Born as Hispanic and White, I’m stuck in the middle of what seems to be what many would call a Tejano. With mixtures of Mexican, Spaniard, Polish, German, which are not common mixings into one person. Everyone living in this world isn’t defined by race, but the ethnicities and nationalities they have by blood.
To society, I’m neither Hispanic or White. To Hispanics, I am too light to be considered Hispanic, with my lack of not being able to speak Spanish. To Whites, I am too dark to be considered white, and stereotyped to be a native Spanish speaker.

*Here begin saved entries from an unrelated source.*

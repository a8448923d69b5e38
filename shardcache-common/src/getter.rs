use crate::ShardCacheError;

/// Loads the value for a key from whatever backs the group — a database, a
/// remote service, generated data, anything. Called on a local cache miss,
/// at most once per key across all concurrent callers (the singleflight
/// layer above this guarantees that).
pub trait Getter: Send + Sync + 'static {
    /// Loads the bytes for `key`. The returned buffer may still be
    /// referenced by the caller after this returns; `shardcache-core`
    /// clones it before inserting into the cache.
    fn get(&self, key: &str) -> Result<Vec<u8>, ShardCacheError>;
}

/// Adapts a plain closure to [`Getter`], mirroring the Go original's
/// `GetterFunc` wrapper so callers don't have to hand-write a trait impl
/// for a simple source.
pub struct BackingFn<F>(pub F);

impl<F> Getter for BackingFn<F>
where
    F: Fn(&str) -> Result<Vec<u8>, ShardCacheError> + Send + Sync + 'static,
{
    fn get(&self, key: &str) -> Result<Vec<u8>, ShardCacheError> {
        (self.0)(key)
    }
}

#[cfg(test)]
mod tests {
    use super::*;

    #[test]
    fn backing_fn_delegates_to_the_closure() {
        let getter = BackingFn(|key: &str| Ok(key.as_bytes().to_vec()));
        assert_eq!(getter.get("key").unwrap(), b"key");
    }
}
//! Protocol Buffers v3 wire messages for the peer request/reply protocol.
//!
//! Derived directly on `prost::Message` the way `rust-dd-tako`'s protobuf
//! extractor documents doing it for its own request types — no `.proto`
//! file or `build.rs` codegen step, just field attributes. Field numbers
//! and types mirror `original_source/ocachepb/ocachepb.pb.go`: a fetch
//! request carries `relation` (group name) and `key`, a fetch response
//! carries a single `value: bytes` field.

use prost::Message;

/// The request message form of a peer fetch. The default HTTP transport
/// encodes `relation`/`key` in the URL path instead and never constructs
/// this; it exists for alternative transports that carry a request body.
#[derive(Clone, PartialEq, Message)]
pub struct FetchRequest {
    #[prost(string, tag = "1")]
    pub relation: String,
    #[prost(string, tag = "2")]
    pub key: String,
}

/// The response body for a successful fetch: the value's raw bytes.
#[derive(Clone, PartialEq, Message)]
pub struct FetchResponse {
    #[prost(bytes = "vec", tag = "1")]
    pub value: Vec<u8>,
}

#[cfg(test)]
mod tests {
    use super::*;

    #[test]
    fn fetch_response_round_trips_through_the_wire_format() {
        let response = FetchResponse { value: b"hello".to_vec() };
        let encoded = response.encode_to_vec();
        let decoded = FetchResponse::decode(&encoded[..]).unwrap();
        assert_eq!(decoded.value, b"hello");
    }

    #[test]
    fn fetch_request_round_trips_through_the_wire_format() {
        let request = FetchRequest { relation: "scores".to_string(), key: "Tom".to_string() };
        let encoded = request.encode_to_vec();
        let decoded = FetchRequest::decode(&encoded[..]).unwrap();
        assert_eq!(decoded.relation, "scores");
        assert_eq!(decoded.key, "Tom");
    }
}
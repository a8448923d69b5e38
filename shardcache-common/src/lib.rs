//! Shared types used across the `shardcache` workspace: the immutable byte
//! view handed out of caches, the error taxonomy, and the backing-source
//! trait every group is constructed with.

mod byteview;
mod error;
mod getter;

pub use byteview::ByteView;
pub use error::ShardCacheError;
pub use getter::{BackingFn, Getter};
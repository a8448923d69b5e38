//! Consistent-hash ring mapping keys to peer identifiers via sorted
//! virtual-node hashes, binary search, and wraparound.
//!
//! Algorithm and defaults (50 replicas, CRC32/IEEE) are taken directly from
//! `original_source/consistenthash/consistenthash.go`: a peer's virtual
//! nodes are `peer ++ decimal(i)` for `i` in `[0, R)`, each hashed and
//! inserted into a sorted sequence; a lookup hashes the key and finds the
//! lowest-index virtual node whose hash is `>=` the key's hash, wrapping to
//! index 0 if none is found.

use hashbrown::HashMap;

const DEFAULT_REPLICAS: usize = 50;

/// `bytes -> 32-bit hash`. Implementations need not be cryptographic;
/// consistent-hash distribution only needs reasonable avalanche behavior.
pub type HashFn = Box<dyn Fn(&[u8]) -> u32 + Send + Sync>;

fn crc32_ieee(data: &[u8]) -> u32 {
    crc32fast::hash(data)
}

/// A consistent-hash ring over peer identifiers.
///
/// Not internally synchronized (spec: "caller-synchronized"); in
/// `shardcache-transport` the ring is owned by the peer pool, which guards
/// it with its own lock for `add`/`get`.
pub struct HashRing {
    replicas: usize,
    hash_fn: HashFn,
    ring: Vec<u32>,
    owners: HashMap<u32, String>,
}

impl Default for HashRing {
    fn default() -> Self {
        Self::new(DEFAULT_REPLICAS, None)
    }
}

impl HashRing {
    /// Creates a ring with `replicas` virtual nodes per peer. `hash_fn`
    /// defaults to CRC32/IEEE when `None`, matching the Go original's
    /// default of `crc32.ChecksumIEEE`.
    pub fn new(replicas: usize, hash_fn: Option<HashFn>) -> Self {
        Self {
            replicas,
            hash_fn: hash_fn.unwrap_or_else(|| Box::new(crc32_ieee)),
            ring: Vec::new(),
            owners: HashMap::new(),
        }
    }

    /// Adds peers to the ring, replacing whatever peers were previously
    /// registered (this ring instance has no incremental-add use case in
    /// this workspace — `shardcache-transport::PeerPool::set` always
    /// rebuilds the ring wholesale from a fresh peer list, the same way the
    /// Go original's `HTTPPool.Set` does).
    pub fn set(&mut self, peers: &[impl AsRef<str>]) {
        self.ring.clear();
        self.owners.clear();
        for peer in peers {
            let peer = peer.as_ref();
            for i in 0..self.replicas {
                let vnode = format!("{peer}{i}");
                let hash = (self.hash_fn)(vnode.as_bytes());
                self.ring.push(hash);
                // Hash collisions across peers overwrite the map binding;
                // we tolerate but don't detect this, per spec.
                self.owners.insert(hash, peer.to_string());
            }
        }
        self.ring.sort_unstable();
    }

    /// Returns the peer that owns `key`, or `None` if the ring has no
    /// peers. `None` stands in for the Go original's empty-string sentinel;
    /// callers (the peer picker) treat it the same way: "serve locally."
    pub fn get(&self, key: &str) -> Option<&str> {
        if self.ring.is_empty() {
            return None;
        }
        let hash = (self.hash_fn)(key.as_bytes());
        let idx = match self.ring.binary_search(&hash) {
            Ok(i) => i,
            Err(i) => i, // first index with ring[i] > hash
        };
        let idx = if idx >= self.ring.len() { 0 } else { idx };
        self.owners.get(&self.ring[idx]).map(String::as_str)
    }

    /// Number of distinct virtual nodes currently on the ring.
    pub fn len(&self) -> usize {
        self.ring.len()
    }

    /// Whether the ring has no peers.
    pub fn is_empty(&self) -> bool {
        self.ring.is_empty()
    }
}
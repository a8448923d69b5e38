//! End-to-end coverage of the peer wire protocol: a real HTTP server backed
//! by a registry, hit by a real `HttpPeerGetter` client.

use std::sync::Arc;

use shardcache_common::{BackingFn, ShardCacheError};
use shardcache_core::{PeerGetter, Registry};
use shardcache_transport::{serve, HttpPeerGetter, DEFAULT_BASE_PATH};
use tokio::net::TcpListener;

async fn spawn_server(registry: Arc<Registry>) -> String {
    let listener = TcpListener::bind("127.0.0.1:0").await.unwrap();
    let addr = listener.local_addr().unwrap();
    tokio::spawn(async move {
        serve(listener, registry, DEFAULT_BASE_PATH).await.unwrap();
    });
    format!("http://{addr}{DEFAULT_BASE_PATH}")
}

#[tokio::test]
async fn fetch_returns_the_groups_value_for_a_known_key() {
    let registry = Arc::new(Registry::new());
    registry.new_group(
        "scores",
        1024,
        Arc::new(BackingFn(|key: &str| Ok::<_, ShardCacheError>(format!("value-for-{key}").into_bytes()))),
    );

    let base_url = spawn_server(registry).await;
    let getter = HttpPeerGetter::new(base_url);

    let bytes = getter.fetch("scores", "Tom").await.unwrap();
    assert_eq!(bytes, b"value-for-Tom");
}

#[tokio::test]
async fn fetch_against_an_unknown_group_surfaces_a_transport_error() {
    let registry = Arc::new(Registry::new());
    let base_url = spawn_server(registry).await;
    let getter = HttpPeerGetter::new(base_url);

    let err = getter.fetch("missing", "Tom").await.unwrap_err();
    assert!(err.to_string().contains("404") || err.to_string().contains("NOT_FOUND"));
}

#[tokio::test]
async fn keys_and_group_names_with_reserved_characters_round_trip() {
    let registry = Arc::new(Registry::new());
    registry.new_group(
        "my group",
        1024,
        Arc::new(BackingFn(|key: &str| Ok::<_, ShardCacheError>(key.as_bytes().to_vec()))),
    );

    let base_url = spawn_server(registry).await;
    let getter = HttpPeerGetter::new(base_url);

    let bytes = getter.fetch("my group", "a/b?c").await.unwrap();
    assert_eq!(bytes, b"a/b?c");
}
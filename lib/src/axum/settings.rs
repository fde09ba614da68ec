use axum::routing::get;
use axum::{Extension, Json};

use crate::email::Template;
use crate::store::Settings;
use crate::{routes, Result};

use super::{ControllerExt, Router};

pub fn router() -> Router {
    Router::new()
        .route(routes::TEMPLATE, get(template).put(set_template))
        .route(routes::SETTINGS, get(settings).put(set_settings))
}

pub async fn template(Extension(controller): ControllerExt) -> Json<Template> {
    Json(controller.template())
}

pub async fn set_template(
    Extension(controller): ControllerExt,
    Json(template): Json<Template>,
) -> Result<Json<Template>> {
    controller.set_template(template.clone())?;
    Ok(Json(template))
}

pub async fn settings(Extension(controller): ControllerExt) -> Json<Settings> {
    Json(controller.settings())
}

pub async fn set_settings(
    Extension(controller): ControllerExt,
    Json(settings): Json<Settings>,
) -> Result<Json<Settings>> {
    controller.set_settings(settings.clone())?;
    Ok(Json(settings))
}
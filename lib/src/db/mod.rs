mod sled;

use uuid::Uuid;

use crate::Result;

pub use self::sled::SledDb as Database;

pub trait Identifiable {
    fn get_id(&self) -> Uuid;
}

pub trait Collectable {
    fn get_collection_name() -> &'static str;
}

pub fn decode<T: serde::de::DeserializeOwned>(bytes: &[u8]) -> Result<T> {
    let t: T = pot::from_slice(bytes)?;
    Ok(t)
}

pub fn encode<T: serde::Serialize>(item: &T) -> Result<Vec<u8>> {
    let bytes = pot::to_vec(item)?;
    Ok(bytes)
}
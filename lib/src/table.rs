//! Delimited table import and export of batch entries.
//!
//! Import is header driven. Columns are picked by case-insensitive substring
//! match on the header: `email` for the address, `image`, `link` or `url` for
//! the image link and `name` for the optional display name. Rows missing the
//! address or the image link are skipped.

use std::io;

use crate::entry::{Entry, EntryId};
use crate::{ErrorKind, Result};

pub const EXPORT_HEADER: [&str; 4] = ["Email", "Image Link", "Name", "Status"];

const IMAGE_MARKERS: [&str; 3] = ["image", "link", "url"];

#[derive(Copy, Clone, Debug, PartialEq, Eq)]
struct Columns {
    email: usize,
    image_link: usize,
    name: Option<usize>,
}

impl Columns {
    fn find(headers: &csv::StringRecord) -> Result<Self> {
        let headers: Vec<String> = headers.iter().map(|h| h.to_lowercase()).collect();

        let email = headers
            .iter()
            .position(|h| h.contains("email"))
            .ok_or_else(|| ErrorKind::BadInput("no email column in table header".to_string()))?;
        let image_link = headers
            .iter()
            .enumerate()
            .position(|(i, h)| i != email && IMAGE_MARKERS.iter().any(|m| h.contains(m)))
            .ok_or_else(|| {
                ErrorKind::BadInput("no image link column in table header".to_string())
            })?;
        let name = headers
            .iter()
            .enumerate()
            .position(|(i, h)| i != email && i != image_link && h.contains("name"));

        Ok(Self {
            email,
            image_link,
            name,
        })
    }
}

/// Reads entries from a comma separated table. The first kept row gets id
/// `first_id`, the following ones count up from there.
pub fn import<R: io::Read>(reader: R, first_id: EntryId) -> Result<Vec<Entry>> {
    let mut reader = csv::ReaderBuilder::new()
        .flexible(true)
        .trim(csv::Trim::All)
        .from_reader(reader);

    let columns = Columns::find(reader.headers()?)?;

    let mut entries = Vec::new();
    let mut skipped = 0;
    for record in reader.records() {
        let record = record?;
        let email = record.get(columns.email).unwrap_or_default();
        let image_link = record.get(columns.image_link).unwrap_or_default();
        if email.is_empty() || image_link.is_empty() {
            skipped += 1;
            continue;
        }
        let name = columns
            .name
            .and_then(|i| record.get(i))
            .filter(|n| !n.is_empty())
            .map(str::to_string);

        entries.push(Entry::new(
            first_id + entries.len() as EntryId,
            email,
            image_link,
            name,
        ));
    }

    if skipped > 0 {
        log::debug!("skipped {skipped} incomplete rows on import");
    }

    Ok(entries)
}

/// Writes entries in array order.
pub fn export<W: io::Write>(entries: &[Entry], writer: W) -> Result<()> {
    let mut writer = csv::Writer::from_writer(writer);
    writer.write_record(EXPORT_HEADER)?;
    for entry in entries {
        writer.write_record([
            entry.email.as_str(),
            entry.image_link.as_str(),
            entry.name.as_deref().unwrap_or_default(),
            entry.status.to_string().as_str(),
        ])?;
    }
    writer.flush()?;
    Ok(())
}
impl BatchController {
    /// Loads the working batch from the store. The store also receives the
    /// history of every run.
    pub fn new(store: Store, sender: Arc<dyn Sender>, options: Options) -> Result<Self> {
        let entries = store.entries()?;
        let state = State {
            next_id: entry::next_id(&entries),
            entries,
            template: store.template()?,
            settings: store.settings()?,
            run: None,
        };
        let dispatcher = Dispatcher::new(sender, options).with_history(Arc::new(store.clone()));

        Ok(Self {
            state: Arc::new(Mutex::new(state)),
            dispatcher: Arc::new(dispatcher),
            store,
        })
    }

    /// Sets everything up as described by the config: opens the store, seeds
    /// it in dev mock mode and picks the sender. In dev mode sends are only
    /// logged.
    pub fn from_config(config: &Config) -> Result<Self> {
        let store = Store::new(Database::new(&config.db)?);

        if config.dev.mock {
            crate::mock::generate(&store)?;
        }

        let sender: Arc<dyn Sender> = if config.dev.enabled {
            tracing::warn!("dev mode enabled, emails will only be logged");
            Arc::new(LogSender)
        } else {
            Arc::new(SmtpSender::new(config.email.clone()))
        };

        Self::new(store, sender, Options::from(&config.dispatch))
    }

    pub fn dispatcher(&self) -> &Arc<Dispatcher> {
        &self.dispatcher
    }

    pub fn store(&self) -> &Store {
        &self.store
    }

    fn state(&self) -> MutexGuard<'_, State> {
        lock(&self.state)
    }

    fn persist(&self, state: &State) -> Result<()> {
        if state.settings.auto_persist {
            self.store.set_entries(&state.entries)?;
        }
        Ok(())
    }

    /// Applies an edit to the entry list, unless a run is active.
    fn edit<T>(&self, f: impl FnOnce(&mut State) -> Result<T>) -> Result<T> {
        let mut state = self.state();
        if state.run.is_some() {
            return Err(ErrorKind::RunInProgress.into());
        }
        let out = f(&mut *state)?;
        self.persist(&state)?;
        Ok(out)
    }

    pub fn entries(&self) -> Vec<Entry> {
        self.state().entries.clone()
    }

    pub fn entry(&self, id: EntryId) -> Result<Entry> {
        self.state()
            .entries
            .iter()
            .find(|e| e.id == id)
            .cloned()
            .ok_or_else(|| ErrorKind::EntryNotFound(id).into())
    }

    pub fn add_entry(
        &self,
        email: impl Into<String>,
        image_link: impl Into<String>,
        name: Option<String>,
    ) -> Result<Entry> {
        let email = email.into().trim().to_string();
        let image_link = image_link.into().trim().to_string();
        let name = name
            .map(|n| n.trim().to_string())
            .filter(|n| !n.is_empty());

        self.edit(|state| {
            let entry = Entry::new(state.allocate_id(), email, image_link, name);
            state.entries.push(entry.clone());
            Ok(entry)
        })
    }

    pub fn update_entry(&self, id: EntryId, update: EntryUpdate) -> Result<Entry> {
        self.edit(|state| {
            let entry = state.entry_mut(id)?;
            update.apply(entry);
            Ok(entry.clone())
        })
    }

    pub fn remove_entry(&self, id: EntryId) -> Result<Entry> {
        self.edit(|state| {
            let idx = state
                .entries
                .iter()
                .position(|e| e.id == id)
                .ok_or(ErrorKind::EntryNotFound(id))?;
            Ok(state.entries.remove(idx))
        })
    }

    /// Empties the working batch.
    pub fn clear(&self) -> Result<()> {
        self.edit(|state| {
            state.next_id = state.next_id.max(entry::next_id(&state.entries));
            state.entries.clear();
            Ok(())
        })
    }

    pub fn select_all(&self, selected: bool) -> Result<()> {
        self.edit(|state| {
            for entry in &mut state.entries {
                entry.selected = selected;
            }
            Ok(())
        })
    }

    /// Removes the selected entries, returning how many were removed.
    pub fn remove_selected(&self) -> Result<usize> {
        self.edit(|state| {
            state.next_id = state.next_id.max(entry::next_id(&state.entries));
            let before = state.entries.len();
            state.entries.retain(|e| !e.selected);
            Ok(before - state.entries.len())
        })
    }

    pub fn template(&self) -> Template {
        self.state().template.clone()
    }

    pub fn set_template(&self, template: Template) -> Result<()> {
        let mut state = self.state();
        self.store.set_template(&template)?;
        state.template = template;
        Ok(())
    }

    pub fn settings(&self) -> Settings {
        self.state().settings.clone()
    }

    pub fn set_settings(&self, settings: Settings) -> Result<()> {
        let mut state = self.state();
        self.store.set_settings(&settings)?;
        state.settings = settings;
        Ok(())
    }

    /// Validates the working batch without touching it.
    pub fn validate(&self) -> Report {
        validate::validate(&self.state().entries)
    }

    /// Checks that a run could start now: no run is active and the batch is
    /// valid. Violating entries are flagged as failed.
    pub fn preflight(&self) -> Result<()> {
        let mut state = self.state();
        if state.run.is_some() {
            return Err(ErrorKind::RunInProgress.into());
        }
        let checked = preflight(state.entries.as_mut_slice());
        self.persist(&state)?;
        checked
    }

    /// Validates the batch, puts previously failed entries back in the queue
    /// and sends everything pending. Entries that already succeeded are kept.
    pub async fn send(&self) -> Result<Summary> {
        let run = self.begin_send()?;
        self.drive(run).await
    }

    /// Sends the failed entries again.
    pub async fn retry_failed(&self) -> Result<Summary> {
        let run = self.begin_retry_failed()?;
        self.drive(run).await
    }

    /// Edits a failed entry and sends it again. Other failed entries stay
    /// failed.
    pub async fn retry_entry(&self, id: EntryId, update: EntryUpdate) -> Result<Summary> {
        let run = self.begin_retry_entry(id, update)?;
        self.drive(run).await
    }

    /// Claims a [`BatchController::send`] run without starting it.
    pub fn begin_send(&self) -> Result<Run> {
        self.begin(|entries| {
            preflight(entries)?;
            for entry in entries
                .iter_mut()
                .filter(|e| matches!(e.status, Status::Sending | Status::Error))
            {
                entry.reset();
            }
            Ok(())
        })
    }

    /// Claims a [`BatchController::retry_failed`] run without starting it.
    pub fn begin_retry_failed(&self) -> Result<Run> {
        self.begin(|entries| {
            preflight(entries)?;
            for entry in entries.iter_mut().filter(|e| e.status == Status::Error) {
                entry.reset();
            }
            Ok(())
        })
    }

    /// Claims a [`BatchController::retry_entry`] run without starting it.
    pub fn begin_retry_entry(&self, id: EntryId, update: EntryUpdate) -> Result<Run> {
        self.begin(|entries| {
            let entry = entries
                .iter_mut()
                .find(|e| e.id == id)
                .ok_or(ErrorKind::EntryNotFound(id))?;
            if entry.status != Status::Error {
                return Err(ErrorKind::BadInput(format!(
                    "entry #{id} is {}, only failed entries can be retried",
                    entry.status
                ))
                .into());
            }

            update.apply(entry);
            let violations = validate::check(entry);
            if !violations.is_empty() {
                entry.mark_error(validate::join(&violations));
                return Err(ErrorKind::Validation {
                    first: id,
                    count: 1,
                }
                .into());
            }
            entry.reset();
            Ok(())
        })
    }

    /// Stops the active run after the entry in flight.
    pub fn cancel(&self) {
        if let Some(cancel) = &self.state().run {
            tracing::info!("cancelling run");
            cancel.cancel();
        }
    }

    pub fn is_running(&self) -> bool {
        self.state().run.is_some()
    }

    pub fn progress(&self) -> Progress {
        if self.dispatcher.is_running() {
            return *self.dispatcher.progress().borrow();
        }
        let state = self.state();
        Progress::of(&state.entries, state.run.is_some())
    }

    pub fn counts(&self) -> Counts {
        Counts::of(&self.state().entries)
    }

    pub fn history(&self) -> Result<Ledger> {
        self.store.history()
    }

    /// Saves a copy of the working batch under the given name.
    pub fn save_batch(&self, name: impl Into<String>) -> Result<SavedBatch> {
        let entries = self.entries();
        let batch = self.store.save_batch(name, &entries)?;
        tracing::info!(batch = %batch.id, entries = batch.entry_count, "saved batch");
        Ok(batch)
    }

    /// Replaces the working batch with a saved one.
    pub fn load_batch(&self, id: BatchId) -> Result<SavedBatch> {
        let (batch, entries) = self.store.batch(id)?;
        self.edit(|state| {
            state.next_id = state
                .next_id
                .max(entry::next_id(&state.entries))
                .max(entry::next_id(&entries));
            state.entries = entries;
            Ok(())
        })?;
        Ok(batch)
    }

    pub fn list_batches(&self) -> Result<Vec<SavedBatch>> {
        self.store.batches()
    }

    pub fn delete_batch(&self, id: BatchId) -> Result<()> {
        self.store.delete_batch(id)
    }

    /// Appends the entries of a delimited table to the working batch,
    /// returning how many were added.
    pub fn import<R: io::Read>(&self, reader: R) -> Result<usize> {
        self.edit(|state| {
            let first = state.next_id.max(entry::next_id(&state.entries));
            let imported = table::import(reader, first)?;
            let count = imported.len();
            state.next_id = first + count as EntryId;
            state.entries.extend(imported);
            Ok(count)
        })
    }

    pub fn export<W: io::Write>(&self, writer: W) -> Result<()> {
        table::export(&self.entries(), writer)
    }

    /// Prepares the working batch and takes the run slot. Entries flagged by
    /// a failed preflight stay flagged.
    fn begin<F>(&self, prepare: F) -> Result<Run>
    where
        F: FnOnce(&mut [Entry]) -> Result<()>,
    {
        let mut state = self.state();
        if state.run.is_some() {
            return Err(ErrorKind::RunInProgress.into());
        }
        let prepared = prepare(state.entries.as_mut_slice());
        self.persist(&state)?;
        prepared?;

        let cancel = CancellationToken::new();
        state.run = Some(cancel.clone());
        Ok(Run {
            state: self.state.clone(),
            work: state.entries.clone(),
            template: state.template.clone(),
            cancel,
        })
    }

    /// Drives a claimed run to completion and writes the outcome back.
    pub async fn drive(&self, mut run: Run) -> Result<Summary> {
        let mirror = self.mirror();
        let summary = self
            .dispatcher
            .start_with(&mut run.work, &run.template, run.cancel.clone())
            .await;
        mirror.abort();
        let _ = mirror.await;

        let mut state = self.state();
        state.entries = std::mem::take(&mut run.work);
        self.persist(&state)?;
        drop(state);
        summary
    }

    /// Follows entry updates of the active run into the controller's copy.
    fn mirror(&self) -> JoinHandle<()> {
        let mut events = self.dispatcher.subscribe();
        let state = self.state.clone();
        tokio::spawn(async move {
            loop {
                match events.recv().await {
                    Ok(Event::Updated(updated)) => {
                        let mut state = lock(&state);
                        if let Some(entry) = state.entries.iter_mut().find(|e| e.id == updated.id) {
                            *entry = updated;
                        }
                    }
                    Ok(Event::Drained(_)) | Err(RecvError::Closed) => break,
                    Ok(_) | Err(RecvError::Lagged(_)) => (),
                }
            }
        })
    }
}
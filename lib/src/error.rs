use std::backtrace::Backtrace;
use std::fmt::{Display, Formatter};

use crate::entry::EntryId;

pub type Result<T> = std::result::Result<T, Error>;

#[derive(Debug)]
pub struct Error {
    pub kind: ErrorKind,
    pub backtrace: Backtrace,
}

impl std::error::Error for Error {}

impl Error {
    pub fn new(kind: ErrorKind) -> Self {
        Self {
            kind,
            backtrace: Backtrace::capture(),
        }
    }
}

impl Display for Error {
    fn fmt(&self, f: &mut Formatter<'_>) -> std::fmt::Result {
        write!(f, "{}", self.kind)?;
        if self.backtrace.status() == std::backtrace::BacktraceStatus::Captured {
            write!(f, ", {}", self.backtrace)?;
        }
        Ok(())
    }
}

#[derive(thiserror::Error, Debug)]
pub enum ErrorKind {
    #[error("unexpected error")]
    StdIoError(#[from] std::io::Error),

    #[error("config error: {0}")]
    ConfigError(#[from] config::ConfigError),

    #[error("lettre email error: {0}")]
    LettreEmailError(#[from] lettre::error::Error),
    #[error("lettre smtp error: {0}")]
    LettreSmtpError(#[from] lettre::transport::smtp::Error),
    #[error("failed parsing email address: {0}")]
    EmailParseError(String),

    #[error("other error: {0}")]
    Other(String),

    #[error("bad input: {0}")]
    BadInput(String),

    /// Pre-flight validation blocked the run. Carries the first violating
    /// entry in batch order.
    #[error("{count} entries failed validation, first: #{first}")]
    Validation { first: EntryId, count: usize },

    #[error("a dispatch run is already in progress")]
    RunInProgress,

    #[error("entry not found: #{0}")]
    EntryNotFound(EntryId),
    #[error("saved batch not found: {0}")]
    BatchNotFound(String),

    #[error("sled db error: {0}")]
    SledError(#[from] sled::Error),

    #[error("json decode error: {0}")]
    JsonError(#[from] serde_json::Error),
    #[error("toml decode error: {0}")]
    TomlError(#[from] toml::de::Error),
    #[error("pot decode error: {0}")]
    PotError(#[from] pot::Error),
    #[error("table error: {0}")]
    CsvError(#[from] csv::Error),
}

impl From<String> for Error {
    fn from(e: String) -> Self {
        Self::new(ErrorKind::Other(e))
    }
}

impl From<sled::Error> for Error {
    fn from(e: sled::Error) -> Self {
        Self::new(ErrorKind::SledError(e))
    }
}

impl From<serde_json::Error> for Error {
    fn from(e: serde_json::Error) -> Self {
        Self::new(ErrorKind::JsonError(e))
    }
}

impl From<toml::de::Error> for Error {
    fn from(e: toml::de::Error) -> Self {
        Self::new(ErrorKind::TomlError(e))
    }
}

impl From<pot::Error> for Error {
    fn from(e: pot::Error) -> Self {
        Self::new(ErrorKind::PotError(e))
    }
}

impl From<csv::Error> for Error {
    fn from(e: csv::Error) -> Self {
        Self::new(ErrorKind::CsvError(e))
    }
}

impl From<lettre::error::Error> for Error {
    fn from(e: lettre::error::Error) -> Self {
        Self::new(ErrorKind::LettreEmailError(e))
    }
}

impl From<lettre::transport::smtp::Error> for Error {
    fn from(e: lettre::transport::smtp::Error) -> Self {
        Self::new(ErrorKind::LettreSmtpError(e))
    }
}

impl From<config::ConfigError> for Error {
    fn from(e: config::ConfigError) -> Self {
        Self::new(ErrorKind::ConfigError(e))
    }
}

impl From<std::io::Error> for Error {
    fn from(e: std::io::Error) -> Self {
        Self::new(ErrorKind::StdIoError(e))
    }
}

impl From<ErrorKind> for Error {
    fn from(k: ErrorKind) -> Self {
        Self::new(k)
    }
}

It becomes a problem when it feels like I don’t belong along with fellow Hispanics and whites. I’ve never bothered to learn Spanish, though I can understand if I can read it. My mother’s side of the family is Hispanic, but aside from Mexican foods, they don’t celebrate any Hispanic traditions. Same with my dad’s side of the family which is European-based. They eat food based from Poland and Germany, but other than that, they don’t celebrate any traditions.
As a kid, I’d never been too interested in my heritage and the bloodline passed down from my ancestors. Slowly as I grew up, I longed to know what my family practiced, worshiped and believed, and I was curious to learn everything about both sides of my Hispanic and white family’s lifestyles.
We’ve moved past a point in history where segregation is not permitted, but racism is. If people still think it’s okay to stereotype and hate a race for who they are, what’s the point in erasing the past oppressions? Even to this day, I’ve been called slander about my ethnicities, “spic,” “cracker,” etc.
These are the struggles I deal with involving race and ethnicities, because I don’t seem to fall anywhere but in the middle. I can say I’m Hispanic in one moment, and then say I’m white in the next. There is no definite identity for me to claim myself as, because it’s the society of today that makes me struggle to identify as a person of a mixed heritage.
Looking at myself, I look like an average person. If I didn’t know myself, I wouldn’t know what my ethnicity was, that attributes to the fact of my skin. Deep down, I know who I am, I am a proud Hispanic and a proud European descendant of my ancestors. As people, we are who we are, and our bloodlines are the foundations.